**Task directions**
Tally the lines of the listing that contain the word "FlashLender", then give the total and nothing else.

**Data under study**

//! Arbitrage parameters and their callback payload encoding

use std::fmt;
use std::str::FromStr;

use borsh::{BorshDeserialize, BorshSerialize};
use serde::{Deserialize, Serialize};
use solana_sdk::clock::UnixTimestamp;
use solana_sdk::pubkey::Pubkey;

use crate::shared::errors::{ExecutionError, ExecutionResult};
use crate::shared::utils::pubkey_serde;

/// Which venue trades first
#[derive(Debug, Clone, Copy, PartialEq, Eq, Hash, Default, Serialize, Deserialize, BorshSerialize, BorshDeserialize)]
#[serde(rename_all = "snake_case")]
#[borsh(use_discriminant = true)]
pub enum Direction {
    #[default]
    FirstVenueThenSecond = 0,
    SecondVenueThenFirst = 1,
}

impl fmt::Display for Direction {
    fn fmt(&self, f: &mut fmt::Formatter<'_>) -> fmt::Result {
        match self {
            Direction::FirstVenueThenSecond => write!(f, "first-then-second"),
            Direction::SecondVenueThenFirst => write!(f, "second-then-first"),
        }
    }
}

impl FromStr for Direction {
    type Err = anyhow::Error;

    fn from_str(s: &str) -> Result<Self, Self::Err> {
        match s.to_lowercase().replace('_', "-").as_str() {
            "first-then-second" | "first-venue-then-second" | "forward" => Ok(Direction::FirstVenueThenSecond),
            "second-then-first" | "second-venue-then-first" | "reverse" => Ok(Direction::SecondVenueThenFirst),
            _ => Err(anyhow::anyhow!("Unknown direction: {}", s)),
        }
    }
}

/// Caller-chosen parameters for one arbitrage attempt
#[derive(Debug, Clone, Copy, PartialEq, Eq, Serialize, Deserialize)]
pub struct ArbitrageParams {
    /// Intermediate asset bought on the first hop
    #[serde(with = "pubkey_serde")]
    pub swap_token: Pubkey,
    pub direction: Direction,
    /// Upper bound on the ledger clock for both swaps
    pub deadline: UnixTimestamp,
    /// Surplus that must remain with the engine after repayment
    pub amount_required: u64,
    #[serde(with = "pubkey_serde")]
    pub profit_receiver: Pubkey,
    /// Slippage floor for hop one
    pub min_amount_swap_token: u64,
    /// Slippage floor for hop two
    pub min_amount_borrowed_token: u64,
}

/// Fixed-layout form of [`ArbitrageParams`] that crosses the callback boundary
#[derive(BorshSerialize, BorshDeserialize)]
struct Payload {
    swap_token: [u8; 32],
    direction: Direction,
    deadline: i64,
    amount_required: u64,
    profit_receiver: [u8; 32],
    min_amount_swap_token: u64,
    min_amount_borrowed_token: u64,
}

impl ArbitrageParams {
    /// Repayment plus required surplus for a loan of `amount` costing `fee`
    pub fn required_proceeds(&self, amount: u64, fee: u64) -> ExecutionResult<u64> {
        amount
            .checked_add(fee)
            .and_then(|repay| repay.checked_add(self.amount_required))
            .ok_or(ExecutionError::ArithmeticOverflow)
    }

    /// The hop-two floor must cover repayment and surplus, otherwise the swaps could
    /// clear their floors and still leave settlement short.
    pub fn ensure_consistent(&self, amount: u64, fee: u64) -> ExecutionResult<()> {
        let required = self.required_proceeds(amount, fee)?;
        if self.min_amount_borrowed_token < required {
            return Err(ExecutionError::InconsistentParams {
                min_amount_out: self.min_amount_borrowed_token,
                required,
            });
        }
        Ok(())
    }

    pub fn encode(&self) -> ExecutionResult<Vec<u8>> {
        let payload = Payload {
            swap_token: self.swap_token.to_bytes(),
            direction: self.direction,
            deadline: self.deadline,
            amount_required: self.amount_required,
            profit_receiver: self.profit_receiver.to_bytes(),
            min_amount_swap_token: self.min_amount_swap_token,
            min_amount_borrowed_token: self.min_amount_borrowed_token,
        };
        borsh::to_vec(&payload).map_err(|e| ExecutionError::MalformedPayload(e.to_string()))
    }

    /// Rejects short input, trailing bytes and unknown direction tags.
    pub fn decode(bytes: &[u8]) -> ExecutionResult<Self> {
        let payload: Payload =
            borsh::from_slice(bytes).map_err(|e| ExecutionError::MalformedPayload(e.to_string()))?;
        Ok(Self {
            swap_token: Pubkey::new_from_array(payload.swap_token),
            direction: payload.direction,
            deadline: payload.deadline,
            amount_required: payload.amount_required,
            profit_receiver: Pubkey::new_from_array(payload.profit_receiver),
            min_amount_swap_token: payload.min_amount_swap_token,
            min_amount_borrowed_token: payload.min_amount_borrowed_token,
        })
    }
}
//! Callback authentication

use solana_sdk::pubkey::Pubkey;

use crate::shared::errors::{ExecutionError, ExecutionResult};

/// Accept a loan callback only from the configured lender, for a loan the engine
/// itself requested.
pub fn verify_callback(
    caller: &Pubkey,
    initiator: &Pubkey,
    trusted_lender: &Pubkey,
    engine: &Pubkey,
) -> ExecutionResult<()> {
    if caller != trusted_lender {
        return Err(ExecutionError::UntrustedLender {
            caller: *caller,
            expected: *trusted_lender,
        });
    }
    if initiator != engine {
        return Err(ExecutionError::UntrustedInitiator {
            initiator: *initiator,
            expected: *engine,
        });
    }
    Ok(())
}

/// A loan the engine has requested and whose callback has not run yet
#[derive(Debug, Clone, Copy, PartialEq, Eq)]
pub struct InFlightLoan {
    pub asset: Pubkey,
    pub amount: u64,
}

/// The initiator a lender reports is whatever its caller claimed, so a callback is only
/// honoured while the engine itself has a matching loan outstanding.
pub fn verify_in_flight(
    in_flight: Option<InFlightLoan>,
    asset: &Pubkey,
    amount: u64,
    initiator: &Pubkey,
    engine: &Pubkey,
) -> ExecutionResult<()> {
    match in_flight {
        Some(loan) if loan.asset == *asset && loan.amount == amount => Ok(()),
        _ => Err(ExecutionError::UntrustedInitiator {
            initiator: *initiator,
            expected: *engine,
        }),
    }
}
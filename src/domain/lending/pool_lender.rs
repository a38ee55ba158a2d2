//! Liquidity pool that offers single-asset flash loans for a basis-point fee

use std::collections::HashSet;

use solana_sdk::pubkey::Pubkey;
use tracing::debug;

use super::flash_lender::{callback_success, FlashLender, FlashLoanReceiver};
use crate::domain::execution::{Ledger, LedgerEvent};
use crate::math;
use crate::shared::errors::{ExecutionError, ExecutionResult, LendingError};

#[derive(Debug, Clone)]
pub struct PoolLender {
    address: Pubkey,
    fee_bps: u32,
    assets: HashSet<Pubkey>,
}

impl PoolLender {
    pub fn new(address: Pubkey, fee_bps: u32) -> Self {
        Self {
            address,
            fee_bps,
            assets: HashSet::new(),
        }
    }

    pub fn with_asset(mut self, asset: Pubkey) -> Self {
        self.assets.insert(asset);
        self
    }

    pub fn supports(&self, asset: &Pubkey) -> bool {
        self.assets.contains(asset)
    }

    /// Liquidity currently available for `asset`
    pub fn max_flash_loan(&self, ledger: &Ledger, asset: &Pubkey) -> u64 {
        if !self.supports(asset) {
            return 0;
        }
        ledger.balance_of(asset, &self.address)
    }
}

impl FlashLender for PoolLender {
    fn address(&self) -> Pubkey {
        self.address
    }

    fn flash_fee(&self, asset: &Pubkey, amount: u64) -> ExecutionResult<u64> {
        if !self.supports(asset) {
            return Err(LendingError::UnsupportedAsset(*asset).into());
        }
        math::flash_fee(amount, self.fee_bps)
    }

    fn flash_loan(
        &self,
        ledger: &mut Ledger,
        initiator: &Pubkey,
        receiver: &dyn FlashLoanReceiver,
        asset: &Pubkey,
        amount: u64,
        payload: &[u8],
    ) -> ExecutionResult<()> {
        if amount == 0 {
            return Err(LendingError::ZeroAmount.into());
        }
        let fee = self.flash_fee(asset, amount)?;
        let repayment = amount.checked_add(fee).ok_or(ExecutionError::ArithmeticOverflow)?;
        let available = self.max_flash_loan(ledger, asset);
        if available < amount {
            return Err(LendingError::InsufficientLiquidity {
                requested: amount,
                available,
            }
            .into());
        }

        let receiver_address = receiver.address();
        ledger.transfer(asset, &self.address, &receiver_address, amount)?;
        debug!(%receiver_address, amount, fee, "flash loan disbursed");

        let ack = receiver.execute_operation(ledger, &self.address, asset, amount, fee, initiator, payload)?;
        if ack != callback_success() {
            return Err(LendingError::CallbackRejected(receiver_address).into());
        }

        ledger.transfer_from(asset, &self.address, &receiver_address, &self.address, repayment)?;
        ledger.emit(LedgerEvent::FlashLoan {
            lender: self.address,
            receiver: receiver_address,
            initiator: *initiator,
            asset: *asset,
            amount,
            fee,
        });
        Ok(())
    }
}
--
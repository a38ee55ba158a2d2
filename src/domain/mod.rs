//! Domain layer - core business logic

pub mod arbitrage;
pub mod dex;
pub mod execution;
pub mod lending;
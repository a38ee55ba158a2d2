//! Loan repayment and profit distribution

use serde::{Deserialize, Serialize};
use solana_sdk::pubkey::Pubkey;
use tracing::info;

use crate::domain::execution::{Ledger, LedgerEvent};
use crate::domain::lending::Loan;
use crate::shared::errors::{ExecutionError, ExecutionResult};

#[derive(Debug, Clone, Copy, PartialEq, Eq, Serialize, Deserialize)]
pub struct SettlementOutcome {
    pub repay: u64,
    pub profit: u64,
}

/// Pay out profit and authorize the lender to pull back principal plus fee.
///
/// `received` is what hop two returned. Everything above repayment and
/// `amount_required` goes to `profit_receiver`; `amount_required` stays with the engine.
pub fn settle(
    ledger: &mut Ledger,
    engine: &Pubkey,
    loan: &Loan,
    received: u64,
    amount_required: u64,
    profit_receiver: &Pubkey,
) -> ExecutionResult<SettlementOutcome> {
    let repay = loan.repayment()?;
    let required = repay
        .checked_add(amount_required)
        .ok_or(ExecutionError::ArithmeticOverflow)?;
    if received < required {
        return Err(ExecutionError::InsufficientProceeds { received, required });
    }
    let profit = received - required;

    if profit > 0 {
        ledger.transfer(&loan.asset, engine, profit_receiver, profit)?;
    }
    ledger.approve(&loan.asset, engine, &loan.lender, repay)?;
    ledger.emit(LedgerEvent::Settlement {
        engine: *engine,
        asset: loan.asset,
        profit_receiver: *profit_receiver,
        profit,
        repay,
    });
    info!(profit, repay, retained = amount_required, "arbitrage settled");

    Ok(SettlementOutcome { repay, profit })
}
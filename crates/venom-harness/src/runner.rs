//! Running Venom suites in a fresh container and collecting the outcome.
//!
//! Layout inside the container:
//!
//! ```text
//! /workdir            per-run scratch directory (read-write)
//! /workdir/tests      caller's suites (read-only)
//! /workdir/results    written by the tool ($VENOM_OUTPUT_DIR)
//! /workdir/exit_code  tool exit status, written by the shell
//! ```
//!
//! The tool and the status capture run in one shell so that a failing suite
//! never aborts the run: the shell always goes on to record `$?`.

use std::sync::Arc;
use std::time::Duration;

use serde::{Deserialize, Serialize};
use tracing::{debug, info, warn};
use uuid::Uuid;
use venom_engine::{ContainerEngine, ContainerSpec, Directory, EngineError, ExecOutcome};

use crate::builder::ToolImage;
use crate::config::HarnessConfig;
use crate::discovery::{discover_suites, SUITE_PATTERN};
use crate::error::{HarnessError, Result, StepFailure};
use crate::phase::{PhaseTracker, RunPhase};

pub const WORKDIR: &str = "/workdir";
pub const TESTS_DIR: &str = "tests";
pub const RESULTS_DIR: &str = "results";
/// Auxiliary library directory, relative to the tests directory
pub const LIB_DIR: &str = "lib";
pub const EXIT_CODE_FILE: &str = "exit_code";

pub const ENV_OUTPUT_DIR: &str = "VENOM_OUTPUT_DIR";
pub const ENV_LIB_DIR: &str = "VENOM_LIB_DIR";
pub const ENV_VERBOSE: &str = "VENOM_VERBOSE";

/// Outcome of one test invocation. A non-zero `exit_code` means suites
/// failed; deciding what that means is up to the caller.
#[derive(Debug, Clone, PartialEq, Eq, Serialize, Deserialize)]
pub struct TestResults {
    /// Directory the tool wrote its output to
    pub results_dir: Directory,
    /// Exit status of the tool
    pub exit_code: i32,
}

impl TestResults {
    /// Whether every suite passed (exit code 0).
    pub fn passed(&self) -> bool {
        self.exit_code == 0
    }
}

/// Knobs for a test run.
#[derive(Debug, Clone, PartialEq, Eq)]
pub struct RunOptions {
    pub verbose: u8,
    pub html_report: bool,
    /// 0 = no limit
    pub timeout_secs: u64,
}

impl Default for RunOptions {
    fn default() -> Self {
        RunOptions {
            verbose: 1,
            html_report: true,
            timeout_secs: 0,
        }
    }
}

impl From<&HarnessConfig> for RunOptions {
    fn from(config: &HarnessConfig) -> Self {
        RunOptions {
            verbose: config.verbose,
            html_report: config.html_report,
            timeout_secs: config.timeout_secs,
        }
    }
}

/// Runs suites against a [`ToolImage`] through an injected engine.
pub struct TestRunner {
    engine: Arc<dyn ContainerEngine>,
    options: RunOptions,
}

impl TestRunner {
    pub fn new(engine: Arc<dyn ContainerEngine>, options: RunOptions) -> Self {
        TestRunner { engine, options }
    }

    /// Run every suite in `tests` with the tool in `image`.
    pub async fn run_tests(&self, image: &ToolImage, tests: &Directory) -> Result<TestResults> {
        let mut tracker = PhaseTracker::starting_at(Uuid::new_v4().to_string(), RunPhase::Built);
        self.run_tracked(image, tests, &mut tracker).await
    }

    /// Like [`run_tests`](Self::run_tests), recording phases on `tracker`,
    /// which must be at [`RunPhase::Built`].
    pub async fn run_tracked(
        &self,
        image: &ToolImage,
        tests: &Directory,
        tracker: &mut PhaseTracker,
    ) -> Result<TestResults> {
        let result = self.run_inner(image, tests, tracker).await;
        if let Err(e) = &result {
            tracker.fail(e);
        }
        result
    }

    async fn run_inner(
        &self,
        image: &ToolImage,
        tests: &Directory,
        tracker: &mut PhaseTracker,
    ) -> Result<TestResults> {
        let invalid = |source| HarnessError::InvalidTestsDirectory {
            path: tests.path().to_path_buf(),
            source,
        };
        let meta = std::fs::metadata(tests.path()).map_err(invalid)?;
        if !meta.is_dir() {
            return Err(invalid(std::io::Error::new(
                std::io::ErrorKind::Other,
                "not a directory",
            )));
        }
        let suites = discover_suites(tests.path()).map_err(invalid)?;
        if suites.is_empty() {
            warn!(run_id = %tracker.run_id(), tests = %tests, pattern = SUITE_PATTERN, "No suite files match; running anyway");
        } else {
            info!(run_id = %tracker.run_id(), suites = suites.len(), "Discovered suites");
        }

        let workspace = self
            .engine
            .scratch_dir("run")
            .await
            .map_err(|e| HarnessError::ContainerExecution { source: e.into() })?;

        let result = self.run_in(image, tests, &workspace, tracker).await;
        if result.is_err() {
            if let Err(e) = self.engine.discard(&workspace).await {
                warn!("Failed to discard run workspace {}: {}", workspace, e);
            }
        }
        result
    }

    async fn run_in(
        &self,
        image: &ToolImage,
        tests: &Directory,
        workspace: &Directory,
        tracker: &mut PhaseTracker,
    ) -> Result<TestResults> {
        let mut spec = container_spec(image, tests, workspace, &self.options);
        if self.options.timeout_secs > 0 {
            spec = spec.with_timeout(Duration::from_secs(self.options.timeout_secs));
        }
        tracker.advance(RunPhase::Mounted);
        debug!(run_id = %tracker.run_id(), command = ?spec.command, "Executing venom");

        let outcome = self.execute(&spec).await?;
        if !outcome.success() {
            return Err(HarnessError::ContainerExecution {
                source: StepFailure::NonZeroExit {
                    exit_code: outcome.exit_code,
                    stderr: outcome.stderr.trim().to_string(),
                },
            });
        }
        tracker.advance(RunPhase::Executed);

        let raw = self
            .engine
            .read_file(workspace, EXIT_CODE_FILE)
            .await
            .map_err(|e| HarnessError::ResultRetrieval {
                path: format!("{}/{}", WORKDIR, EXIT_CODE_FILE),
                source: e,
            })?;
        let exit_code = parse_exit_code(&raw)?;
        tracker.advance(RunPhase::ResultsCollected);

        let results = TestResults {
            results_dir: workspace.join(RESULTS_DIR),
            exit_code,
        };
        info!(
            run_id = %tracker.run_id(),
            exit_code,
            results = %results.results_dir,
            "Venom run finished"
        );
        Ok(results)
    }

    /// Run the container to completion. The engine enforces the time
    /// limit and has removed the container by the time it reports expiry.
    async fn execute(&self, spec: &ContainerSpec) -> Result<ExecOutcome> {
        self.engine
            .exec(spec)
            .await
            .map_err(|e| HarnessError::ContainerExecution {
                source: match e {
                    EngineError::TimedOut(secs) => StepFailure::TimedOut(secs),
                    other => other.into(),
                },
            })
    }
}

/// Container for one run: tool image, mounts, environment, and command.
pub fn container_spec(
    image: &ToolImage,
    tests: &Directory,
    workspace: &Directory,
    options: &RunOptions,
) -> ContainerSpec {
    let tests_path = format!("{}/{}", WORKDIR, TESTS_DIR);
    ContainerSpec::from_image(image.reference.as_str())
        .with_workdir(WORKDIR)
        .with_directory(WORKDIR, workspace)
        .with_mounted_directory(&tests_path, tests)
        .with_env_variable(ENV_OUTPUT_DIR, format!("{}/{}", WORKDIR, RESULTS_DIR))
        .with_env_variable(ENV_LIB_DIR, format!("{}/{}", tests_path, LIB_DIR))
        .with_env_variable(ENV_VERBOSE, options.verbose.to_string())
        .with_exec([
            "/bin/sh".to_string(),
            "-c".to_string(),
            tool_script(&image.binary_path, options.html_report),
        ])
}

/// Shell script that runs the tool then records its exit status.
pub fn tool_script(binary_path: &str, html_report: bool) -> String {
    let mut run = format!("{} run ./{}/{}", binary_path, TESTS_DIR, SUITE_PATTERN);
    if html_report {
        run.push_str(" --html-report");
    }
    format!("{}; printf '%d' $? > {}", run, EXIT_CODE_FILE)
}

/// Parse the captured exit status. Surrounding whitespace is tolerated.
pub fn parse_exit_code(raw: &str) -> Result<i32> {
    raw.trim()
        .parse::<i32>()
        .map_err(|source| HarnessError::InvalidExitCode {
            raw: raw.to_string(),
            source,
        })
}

**Response area**
2